Leight won acclaim for Side Man, including the 1999 Tony Award for Best Play. (See this week's Arts section for details.)
Curtain time is 7:30 tonight in the Temple of Music and Art, 330 S. Scott Ave. Performances continue through January 29. Show times vary. Tickets range from $20 to $32, and are available at the ATC box office and all Dillard's outlets. To reserve by phone, call 622-2823.
BRIGHTER COLORS. Get improved artistic value in New! With Anti-Oxidants, now on display in the Hazmat Gallery.

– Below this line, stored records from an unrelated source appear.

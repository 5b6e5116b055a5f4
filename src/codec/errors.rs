//! Codec error types
//!
//! Error codes:
//! - DIRDB_CODEC_PARSE_ERROR
//! - DIRDB_CODEC_UNSUPPORTED_TYPE
//! - DIRDB_CODEC_MALFORMED_ENVELOPE
//! - DIRDB_CODEC_RESERVED_ATTRIBUTE
//! - DIRDB_CODEC_INVALID_TIMESTAMP
//! - DIRDB_CODEC_OPAQUE_FAILED

use thiserror::Error;

/// Result type for codec operations
pub type CodecResult<T> = Result<T, CodecError>;

/// Codec errors
#[derive(Debug, Clone, PartialEq, Eq, Error)]
pub enum CodecError {
    /// Row text is not valid JSON or not a mapping
    #[error("malformed row content: {0}")]
    Parse(String),

    /// Envelope with a marker this codec does not know
    #[error("unsupported envelope type: {0}")]
    UnsupportedType(String),

    #[error("malformed envelope: {0}")]
    MalformedEnvelope(String),

    /// Attribute name collides with the envelope marker
    #[error("attribute name '{0}' is reserved")]
    ReservedAttribute(String),

    #[error("invalid timestamp: {0}")]
    InvalidTimestamp(String),

    /// Fallback serializer failure
    #[error("opaque value encoding failed: {0}")]
    Opaque(String),
}

impl CodecError {
    /// Returns the string code
    pub fn code(&self) -> &'static str {
        match self {
            CodecError::Parse(_) => "DIRDB_CODEC_PARSE_ERROR",
            CodecError::UnsupportedType(_) => "DIRDB_CODEC_UNSUPPORTED_TYPE",
            CodecError::MalformedEnvelope(_) => "DIRDB_CODEC_MALFORMED_ENVELOPE",
            CodecError::ReservedAttribute(_) => "DIRDB_CODEC_RESERVED_ATTRIBUTE",
            CodecError::InvalidTimestamp(_) => "DIRDB_CODEC_INVALID_TIMESTAMP",
            CodecError::Opaque(_) => "DIRDB_CODEC_OPAQUE_FAILED",
        }
    }
}

#[cfg(test)]
mod tests {
    use super::*;

    #[test]
    fn test_codes() {
        assert_eq!(CodecError::Parse("x".into()).code(), "DIRDB_CODEC_PARSE_ERROR");
        assert_eq!(
            CodecError::UnsupportedType("x".into()).code(),
            "DIRDB_CODEC_UNSUPPORTED_TYPE"
        );
        assert_eq!(
            CodecError::ReservedAttribute("_marker".into()).code(),
            "DIRDB_CODEC_RESERVED_ATTRIBUTE"
        );
    }

    #[test]
    fn test_display() {
        let err = CodecError::UnsupportedType("frobnicated".into());
        assert_eq!(err.to_string(), "unsupported envelope type: frobnicated");
    }
}
//! Row serialization codec
//!
//! Converts an attribute mapping to and from JSON text. Timestamps and
//! opaque values travel as tagged envelopes; see `envelope.rs` for the
//! grammar. `decode(encode(v)) == v` holds for every value kind.

mod envelope;
mod errors;
mod value;

pub use envelope::{
    decode, encode, format_timestamp, from_json, parse_timestamp, to_json, MARKER_KEY, VALUE_KEY,
};
pub use errors::{CodecError, CodecResult};
pub use value::{Attributes, Opaque, Value};
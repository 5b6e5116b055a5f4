//! Metrics registry for dirdb
//!
//! - Counters only, monotonic
//! - Reset only on process start
//! - Shared by a manager and every handle it gives out

use std::sync::atomic::{AtomicU64, Ordering};

use serde::Serialize;

/// Operational counters.
///
/// Relaxed ordering everywhere; counters are exact but not synchronized
/// with each other.
#[derive(Debug, Default)]
pub struct MetricsRegistry {
    databases_created: AtomicU64,
    tables_created: AtomicU64,
    rows_created: AtomicU64,
    rows_loaded: AtomicU64,
    rows_saved: AtomicU64,
    rows_removed: AtomicU64,
    bytes_written: AtomicU64,
    unique_key_collisions: AtomicU64,
    shared_acquisitions: AtomicU64,
    exclusive_acquisitions: AtomicU64,
}

impl MetricsRegistry {
    /// Create a new metrics registry with all counters at zero
    pub fn new() -> Self {
        Self::default()
    }

    pub fn increment_databases_created(&self) {
        self.databases_created.fetch_add(1, Ordering::Relaxed);
    }

    pub fn increment_tables_created(&self) {
        self.tables_created.fetch_add(1, Ordering::Relaxed);
    }

    pub fn increment_rows_created(&self) {
        self.rows_created.fetch_add(1, Ordering::Relaxed);
    }

    pub fn increment_rows_loaded(&self) {
        self.rows_loaded.fetch_add(1, Ordering::Relaxed);
    }

    /// Record one save of `bytes` bytes
    pub fn record_save(&self, bytes: u64) {
        self.rows_saved.fetch_add(1, Ordering::Relaxed);
        self.bytes_written.fetch_add(bytes, Ordering::Relaxed);
    }

    pub fn increment_rows_removed(&self) {
        self.rows_removed.fetch_add(1, Ordering::Relaxed);
    }

    pub fn increment_unique_key_collisions(&self) {
        self.unique_key_collisions.fetch_add(1, Ordering::Relaxed);
    }

    pub fn increment_shared_acquisitions(&self) {
        self.shared_acquisitions.fetch_add(1, Ordering::Relaxed);
    }

    pub fn increment_exclusive_acquisitions(&self) {
        self.exclusive_acquisitions.fetch_add(1, Ordering::Relaxed);
    }

    /// Get all metrics as a snapshot
    pub fn snapshot(&self) -> MetricsSnapshot {
        MetricsSnapshot {
            databases_created: self.databases_created.load(Ordering::Relaxed),
            tables_created: self.tables_created.load(Ordering::Relaxed),
            rows_created: self.rows_created.load(Ordering::Relaxed),
            rows_loaded: self.rows_loaded.load(Ordering::Relaxed),
            rows_saved: self.rows_saved.load(Ordering::Relaxed),
            rows_removed: self.rows_removed.load(Ordering::Relaxed),
            bytes_written: self.bytes_written.load(Ordering::Relaxed),
            unique_key_collisions: self.unique_key_collisions.load(Ordering::Relaxed),
            shared_acquisitions: self.shared_acquisitions.load(Ordering::Relaxed),
            exclusive_acquisitions: self.exclusive_acquisitions.load(Ordering::Relaxed),
        }
    }

    /// Current values as a JSON object
    pub fn to_json(&self) -> serde_json::Value {
        serde_json::to_value(self.snapshot()).unwrap_or(serde_json::Value::Null)
    }
}

/// A point-in-time snapshot of all metrics
#[derive(Debug, Clone, PartialEq, Eq, Serialize)]
pub struct MetricsSnapshot {
    pub databases_created: u64,
    pub tables_created: u64,
    pub rows_created: u64,
    pub rows_loaded: u64,
    pub rows_saved: u64,
    pub rows_removed: u64,
    pub bytes_written: u64,
    pub unique_key_collisions: u64,
    pub shared_acquisitions: u64,
    pub exclusive_acquisitions: u64,
}
//! CLI-specific error types
//!
//! Store errors keep their own `DIRDB_*` code so scripts see the same codes
//! the library reports.

use std::fmt;
use std::io;

use crate::codec::CodecError;
use crate::observability::Severity;
use crate::store::StoreError;

/// CLI error codes
#[derive(Debug, Clone, PartialEq, Eq)]
pub enum CliErrorCode {
    /// Configuration file error
    ConfigError,
    /// I/O error (stdin/stdout)
    IoError,
    /// Malformed command input
    InvalidInput,
    /// Error reported by the store, with its code
    Store(&'static str),
}

impl CliErrorCode {
    /// Get the error code string
    pub fn code(&self) -> &'static str {
        match self {
            Self::ConfigError => "DIRDB_CLI_CONFIG_ERROR",
            Self::IoError => "DIRDB_CLI_IO_ERROR",
            Self::InvalidInput => "DIRDB_CLI_INVALID_INPUT",
            Self::Store(code) => code,
        }
    }
}

/// CLI error
#[derive(Debug)]
pub struct CliError {
    code: CliErrorCode,
    message: String,
    severity: Severity,
}

impl CliError {
    /// Create a new CLI error
    pub fn new(code: CliErrorCode, message: impl Into<String>) -> Self {
        Self {
            code,
            message: message.into(),
            severity: Severity::Error,
        }
    }

    /// Config error
    pub fn config_error(msg: impl Into<String>) -> Self {
        Self::new(CliErrorCode::ConfigError, msg)
    }

    /// I/O error
    pub fn io_error(msg: impl Into<String>) -> Self {
        Self::new(CliErrorCode::IoError, msg)
    }

    /// Invalid input
    pub fn invalid_input(msg: impl Into<String>) -> Self {
        Self::new(CliErrorCode::InvalidInput, msg)
    }

    /// Get the error code
    pub fn code(&self) -> &CliErrorCode {
        &self.code
    }

    /// Get the error code string
    pub fn code_str(&self) -> &'static str {
        self.code.code()
    }

    /// Get the error message
    pub fn message(&self) -> &str {
        &self.message
    }

    /// Severity the failure is logged at
    pub fn severity(&self) -> Severity {
        self.severity
    }
}

impl fmt::Display for CliError {
    fn fmt(&self, f: &mut fmt::Formatter<'_>) -> fmt::Result {
        write!(f, "{}: {}", self.code.code(), self.message)
    }
}

impl std::error::Error for CliError {}

impl From<io::Error> for CliError {
    fn from(e: io::Error) -> Self {
        Self::io_error(e.to_string())
    }
}

impl From<serde_json::Error> for CliError {
    fn from(e: serde_json::Error) -> Self {
        Self::invalid_input(format!("JSON error: {}", e))
    }
}

impl From<StoreError> for CliError {
    fn from(e: StoreError) -> Self {
        Self {
            severity: e.severity(),
            ..Self::new(CliErrorCode::Store(e.code()), e.to_string())
        }
    }
}

impl From<CodecError> for CliError {
    fn from(e: CodecError) -> Self {
        Self::new(CliErrorCode::Store(e.code()), e.to_string())
    }
}

/// CLI result type
pub type CliResult<T> = Result<T, CliError>;

#[cfg(test)]
mod tests {
    use super::*;

    #[test]
    fn test_store_code_passes_through() {
        let err = CliError::from(StoreError::RowDoesNotExist("r1".into()));
        assert_eq!(err.code_str(), "DIRDB_ROW_DOES_NOT_EXIST");
        assert_eq!(err.message(), "row does not exist: r1");
        assert_eq!(err.severity(), Severity::Error);
    }

    #[test]
    fn test_lock_state_failure_stays_fatal() {
        let err = CliError::from(StoreError::InvalidLockState("poisoned".into()));
        assert_eq!(err.code_str(), "DIRDB_INVALID_LOCK_STATE");
        assert_eq!(err.severity(), Severity::Fatal);
    }

    #[test]
    fn test_display() {
        let err = CliError::config_error("data_dir is required");
        assert_eq!(err.to_string(), "DIRDB_CLI_CONFIG_ERROR: data_dir is required");
    }
}
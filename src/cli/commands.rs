//! CLI command implementations
//!
//! Each command opens the store, does one thing, and reports it as a single
//! JSON value. Rows are only held for the duration of the command.

use std::fs;
use std::path::{Path, PathBuf};

use serde::{Deserialize, Serialize};
use serde_json::{json, Map, Value};

use crate::codec;
use crate::lock::LockMode;
use crate::observability::{log_event_with_fields, Event, Logger, Severity};
use crate::store::{Manager, StoreOptions};

use super::args::{Cli, Command, CreateRowArgs, RowArgs};
use super::errors::{CliError, CliResult};
use super::io::{read_request, write_error, write_response};

/// Configuration file structure
#[derive(Debug, Clone, PartialEq, Eq, Serialize, Deserialize)]
pub struct Config {
    /// Data directory (required unless given with --data-dir)
    #[serde(default)]
    pub data_dir: Option<String>,

    /// Random keys tried by `create-row --unique` (optional, default 100)
    #[serde(default = "default_unique_key_attempts")]
    pub unique_key_attempts: u32,

    /// fsync on every write (optional, default true)
    #[serde(default = "default_sync_writes")]
    pub sync_writes: bool,

    /// Minimum severity written to stderr (optional, default "warn")
    #[serde(default = "default_log_level")]
    pub log_level: String,
}

fn default_unique_key_attempts() -> u32 {
    100
}
fn default_sync_writes() -> bool {
    true
}
fn default_log_level() -> String {
    "warn".to_string()
}

impl Default for Config {
    fn default() -> Self {
        Self {
            data_dir: None,
            unique_key_attempts: default_unique_key_attempts(),
            sync_writes: default_sync_writes(),
            log_level: default_log_level(),
        }
    }
}

impl Config {
    /// Load configuration from file
    pub fn load(path: &Path) -> CliResult<Self> {
        let content = fs::read_to_string(path)
            .map_err(|e| CliError::config_error(format!("Failed to read config: {}", e)))?;

        let config: Config = serde_json::from_str(&content)
            .map_err(|e| CliError::config_error(format!("Invalid config JSON: {}", e)))?;

        config.validate()?;

        Ok(config)
    }

    /// Load configuration from file, or use defaults if there is none
    pub fn load_or_default(path: &Path) -> CliResult<Self> {
        if path.exists() {
            Self::load(path)
        } else {
            Ok(Self::default())
        }
    }

    fn validate(&self) -> CliResult<()> {
        if self.unique_key_attempts == 0 {
            return Err(CliError::config_error("unique_key_attempts must be > 0"));
        }
        if matches!(&self.data_dir, Some(dir) if dir.is_empty()) {
            return Err(CliError::config_error("data_dir must not be empty"));
        }
        self.log_severity()?;
        Ok(())
    }

    /// Parsed `log_level`
    pub fn log_severity(&self) -> CliResult<Severity> {
        self.log_level
            .parse::<Severity>()
            .map_err(CliError::config_error)
    }

    /// Options handed to the store
    pub fn store_options(&self) -> StoreOptions {
        StoreOptions {
            unique_key_attempts: self.unique_key_attempts,
            sync_writes: self.sync_writes,
        }
    }

    /// Data directory, preferring an explicit override
    pub fn resolve_data_dir(&self, data_dir: Option<PathBuf>) -> CliResult<PathBuf> {
        data_dir
            .or_else(|| self.data_dir.as_ref().map(PathBuf::from))
            .ok_or_else(|| CliError::config_error("data_dir is required (config or --data-dir)"))
    }
}

/// Main CLI entry point
///
/// Parses arguments, runs the command and writes its response. Failures are
/// written as an error response and returned.
pub fn run() -> CliResult<()> {
    let cli = Cli::parse_args();
    match execute(cli) {
        Ok(data) => write_response(data),
        Err(e) => {
            Logger::log(
                e.severity(),
                Event::CommandFailed.as_str(),
                &[("code", e.code_str()), ("message", e.message())],
            );
            write_error(e.code_str(), e.message())?;
            Err(e)
        }
    }
}

/// Load configuration, open the store and run the command
pub fn execute(cli: Cli) -> CliResult<Value> {
    let config = Config::load_or_default(&cli.config)?;
    Logger::set_level(config.log_severity()?);
    log_event_with_fields(
        Event::ConfigLoaded,
        &[("path", &cli.config.to_string_lossy())],
    );

    let data_dir = config.resolve_data_dir(cli.data_dir)?;
    let manager = Manager::with_options(data_dir, config.store_options())?;
    run_command(&manager, cli.command)
}

/// Run one command against an open store
pub fn run_command(manager: &Manager, cmd: Command) -> CliResult<Value> {
    match cmd {
        Command::CreateDb { db } => {
            manager.create_database(&db)?;
            Ok(json!({ "created": db }))
        }
        Command::DropDb { db } => {
            manager.remove_database(&db)?;
            Ok(json!({ "removed": db }))
        }
        Command::CreateTable { db, table } => {
            manager.database(&db)?.create_table(&table)?;
            Ok(json!({ "created": table }))
        }
        Command::DropTable { db, table } => {
            manager.database(&db)?.remove_table(&table)?;
            Ok(json!({ "removed": table }))
        }
        Command::List { db, table } => list(manager, db.as_deref(), table.as_deref()),
        Command::Get(args) => get(manager, &args),
        Command::Put(args) => {
            let request = read_request()?;
            put(manager, &args, request)
        }
        Command::CreateRow(args) => create_row(manager, &args),
        Command::RemoveRow(args) => {
            manager
                .database(&args.db)?
                .table(&args.table)?
                .remove(&args.key)?;
            Ok(json!({ "removed": args.key }))
        }
        Command::Stats => stats(manager),
    }
}

/// Databases, tables of a database, or keys of a table
pub fn list(manager: &Manager, db: Option<&str>, table: Option<&str>) -> CliResult<Value> {
    match (db, table) {
        (None, _) => Ok(json!({ "databases": manager.databases()? })),
        (Some(db), None) => Ok(json!({ "tables": manager.database(db)?.tables()? })),
        (Some(db), Some(table)) => {
            let keys = manager.database(db)?.table(table)?.keys()?;
            Ok(json!({ "keys": keys }))
        }
    }
}

/// A row's attributes as tagged JSON
pub fn get(manager: &Manager, args: &RowArgs) -> CliResult<Value> {
    let row = manager
        .database(&args.db)?
        .table(&args.table)?
        .get_read_only(&args.key)?;
    let attributes = codec::to_json(row.attributes())?;
    row.close()?;
    Ok(json!({ "key": args.key, "attributes": attributes }))
}

/// Merge `request` into a row under an exclusive lock and save it
pub fn put(manager: &Manager, args: &RowArgs, request: Value) -> CliResult<Value> {
    let update = codec::from_json(request)?;

    let mut row = manager
        .database(&args.db)?
        .table(&args.table)?
        .get_locked(&args.key)?;
    row.attributes_mut().extend(update);
    row.save()?;

    let attributes = codec::to_json(row.attributes())?;
    row.close()?;
    Ok(json!({ "key": args.key, "attributes": attributes }))
}

/// Create an empty row under an explicit or generated key
pub fn create_row(manager: &Manager, args: &CreateRowArgs) -> CliResult<Value> {
    let mut table = manager.database(&args.db)?.table(&args.table)?;
    let row = match (&args.key, args.unique) {
        (Some(key), None) => table.create_row(key, LockMode::None)?,
        (None, Some(length)) => table.create_row_with_unique_key(length, LockMode::None)?,
        _ => {
            return Err(CliError::invalid_input(
                "exactly one of --key and --unique is required",
            ))
        }
    };
    let key = row.key().to_string();
    row.close()?;
    Ok(json!({ "created": key }))
}

/// Row counts per table, per database, and in total
pub fn stats(manager: &Manager) -> CliResult<Value> {
    let mut databases = Map::new();
    let mut table_count = 0usize;
    let mut row_count = 0usize;

    for db_name in manager.databases()? {
        let db = manager.database(&db_name)?;
        let mut tables = Map::new();
        for table_name in db.tables()? {
            let rows = db.table(&table_name)?.keys()?.len();
            table_count += 1;
            row_count += rows;
            tables.insert(table_name, json!(rows));
        }
        databases.insert(db_name, Value::Object(tables));
    }

    let database_count = databases.len();
    Ok(json!({
        "databases": databases,
        "totals": {
            "databases": database_count,
            "tables": table_count,
            "rows": row_count,
        }
    }))
}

This show brings together the work of one local and five national artists. They include the deeply disturbing paintings of Craig Cully; sculpture by Zane Fischer, director of Plan B Art in Santa Fe; elegant paintings by Lauri Lynnxe Murphy, founder of Denver's Ilk Gallery; figurative, doll-like steel and textile pieces by Ohio sculptor Angela Morales-Artega; and video and installation work by Valerie Soe of San Francisco.
New! With Anti-Oxidants runs through March 4, with an opening reception from 7 to 9 tonight in the Hazmat Gallery, 191 E. Toole Ave. Regular gallery hours are 2 to 6 p.m. Wednesday through Saturday. For details, call 624-5019.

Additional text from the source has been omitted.